How to find other players to level up with then? For a start, I'd do away with servers except for one obviously. That's right, one server to rule them all. Other games manage this just fine. Ok, so in a game that demands a lot from your pc, it's going to be impossible to have thousands of players in the same area, but that's why we have instancing. After all each server is really just its own instance anyway. EQII already has a system in place that restricts overpopulation. When a zone becomes full, the game creates a second shard, then a third and so on. New travellers to that zone are added to the less full instance. At the dawn of EQII there were many times I travelled to a land only to find I had the choice of entering version 1 or 2. This way every low level character is available for me to group with.

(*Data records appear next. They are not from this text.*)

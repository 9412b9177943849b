//! Interactive clipboard editing: feed lines from a reader into the
//! clipboard until a sentinel or end of input.

use std::io::BufRead;

use crate::backend::ClipboardBackend;
use crate::error::ClipboardError;
use crate::session::ClipboardSession;

/// Replace the clipboard text from `reader`, line by line.
///
/// The first line replaces the clipboard's contents; every following line is
/// appended to the current contents with a `\n` separator. A line containing
/// a NUL byte is the stop sentinel: the loop ends immediately without
/// writing that line. The loop also ends at end of input.
///
/// Each append re-reads the clipboard rather than keeping a local copy, so
/// text another writer put there mid-loop is appended to, not overwritten.
pub fn edit_from_reader<B: ClipboardBackend>(
    session: &mut ClipboardSession<B>,
    reader: impl BufRead,
) -> Result<(), ClipboardError> {
    let mut first = true;
    for line in reader.lines().map_while(Result::ok) {
        if line.contains('\0') {
            return Ok(());
        }
        if first {
            session.set_text(&line)?;
            first = false;
        } else {
            let current = session.get_text()?;
            session.set_text(&format!("{current}\n{line}"))?;
        }
    }
    Ok(())
}

#[cfg(test)]
mod tests {
    use super::*;
    use crate::backend::MemoryBackend;
    use std::io::Cursor;

    fn mem_session() -> ClipboardSession<MemoryBackend> {
        ClipboardSession::with_backend(MemoryBackend::new())
    }

    #[test]
    fn lines_append_with_newline_separator() {
        let mut session = mem_session();
        edit_from_reader(&mut session, Cursor::new("a\nb\nc\n")).unwrap();
        assert_eq!(session.get_text().unwrap(), "a\nb\nc");
    }

    #[test]
    fn first_line_replaces_existing_contents() {
        let mut session = mem_session();
        session.set_text("stale").unwrap();
        edit_from_reader(&mut session, Cursor::new("fresh\n")).unwrap();
        assert_eq!(session.get_text().unwrap(), "fresh");
    }

    #[test]
    fn nul_sentinel_stops_before_writing() {
        let mut session = mem_session();
        edit_from_reader(&mut session, Cursor::new("a\n\0bad\nc\n")).unwrap();
        assert_eq!(session.get_text().unwrap(), "a");
    }

    #[test]
    fn nul_in_first_line_writes_nothing() {
        let mut session = mem_session();
        edit_from_reader(&mut session, Cursor::new("\0stop\n")).unwrap();
        assert!(matches!(session.get_text(), Err(ClipboardError::NoData)));
    }

    #[test]
    fn empty_input_writes_nothing() {
        let mut session = mem_session();
        edit_from_reader(&mut session, Cursor::new("")).unwrap();
        assert!(matches!(session.get_text(), Err(ClipboardError::NoData)));
    }

    #[test]
    fn empty_lines_are_kept() {
        let mut session = mem_session();
        edit_from_reader(&mut session, Cursor::new("a\n\nb\n")).unwrap();
        assert_eq!(session.get_text().unwrap(), "a\n\nb");
    }

    #[test]
    fn session_ends_closed() {
        let mut session = mem_session();
        edit_from_reader(&mut session, Cursor::new("a\nb\n")).unwrap();
        assert!(session.is_closed());
    }

    #[test]
    fn failing_write_stops_the_loop() {
        let mut backend = MemoryBackend::new();
        backend.set_occupied(true);
        let mut session = ClipboardSession::with_backend(backend);
        assert!(edit_from_reader(&mut session, Cursor::new("a\n")).is_err());
    }
}
use std::io::Cursor;

use assert_cmd::Command;
use predicates::prelude::*;

use cliput_lib::backend::MemoryBackend;
use cliput_lib::edit::edit_from_reader;
use cliput_lib::{ClipboardError, ClipboardSession};

#[test]
fn integration_set_get_round_trip() {
    // Drive a full session against the in-memory backend end to end.
    let mut session = ClipboardSession::with_backend(MemoryBackend::new());
    session.set_text("round trip").expect("set");
    assert_eq!(session.get_text().expect("get"), "round trip");
    assert!(session.is_closed());
}

#[test]
fn integration_edit_loop_builds_multiline_text() {
    let mut session = ClipboardSession::with_backend(MemoryBackend::new());
    edit_from_reader(&mut session, Cursor::new("a\nb\nc\n")).expect("edit");
    assert_eq!(session.get_text().expect("get"), "a\nb\nc");
}

#[test]
fn integration_sentinel_keeps_earlier_writes() {
    let mut session = ClipboardSession::with_backend(MemoryBackend::new());
    edit_from_reader(&mut session, Cursor::new("a\n\0bad\n")).expect("edit");
    assert_eq!(session.get_text().expect("get"), "a");
}

#[test]
fn integration_empty_clipboard_reports_no_data() {
    let mut session = ClipboardSession::with_backend(MemoryBackend::new());
    session.clear().expect("clear");
    assert!(matches!(session.get_text(), Err(ClipboardError::NoData)));
}

#[test]
fn cli_help_mentions_edit_subcommand() {
    Command::cargo_bin("cliput")
        .expect("binary")
        .arg("--help")
        .assert()
        .success()
        .stdout(predicate::str::contains("edit"));
}

#[test]
fn cli_rejects_unknown_arguments() {
    Command::cargo_bin("cliput")
        .expect("binary")
        .arg("frobnicate")
        .assert()
        .failure()
        .stderr(predicate::str::contains("frobnicate"));
}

All in different shards? Not a problem, just join up with your party and click on the 'merge' button (or whatever you want to call it) and, hey presto, you are now all in the zone, 'Dungeon of the Time Sinks 3'.
EQII has more floating islands than you can shake a floating island detector at. Some of them are way up high in the sky are huge columns of rock thrust up half a mile. This is due to 'The Shattering', which was when the EQ lands were broken up into their new forms of smaller islands. Each expansion uncovers a new rediscovered land for us to explore. For EQIII I'd like to see a return to the larger continents. I know that 'unshattering' the world doesn't make much sense, but there's a lot going on in any MMO that requires a suspension of disbelief.
I imagine that part of the reason for the shattered land approach is so that if you can see a place on a map, you can travel there, no lands are arbitrarily blocked. However, as an MMO player, I accept that there are areas that I can't travel to until an expansion unlocks them and I don't mind having my access to swathes of land restricted. I like seeing the borders of zones I can't get to. It makes me curious as to what might be there, and when expansions are announced and the lands are due to be open, I get pretty excited (yeah, yeah, I'm a geek, I already knew that).
Larger continents would also give us more room to spread out which would allow us to build our own towns. Give me the tools and the space to build a house or a shop and I'll happily play carpenter all day. This may not be a realistic desire when coupled with everyone playing on one server as we would surely run out of room fast. Player made towns would also remove a fair bit of the population from the capital cities. I may not be a consistent man, but let me dream.
Arts and Crafts
Some people love to craft items, others see it as a time sink too far, in a game that is already a time sink by its nature. I have to confess that I do love to make my own gear. Give me something hand cooked over store bought any day. Some games just ask you to click the recipe you want to make and as long as you have the ingredients, you get what you want. Others make things a little harder, making it possible to fail or generate inferior products. Maybe something could be said for a two tier system. For those without the inclination to treat tradeskills like a second job, you could just one-click your way to the top of your profession. But for those with a little more patience, a more elaborate system would be used, with the risk of failure but also the possibility of crafting a superior version too.
I could easily go on and on about my ideal EQ sequel until even the most die-hard fan had tuned me out. I'll stop there about my plans for Norrath and next time I'll focus on what I'd love for my characters.
See you in Norrath. Whichever version you are in.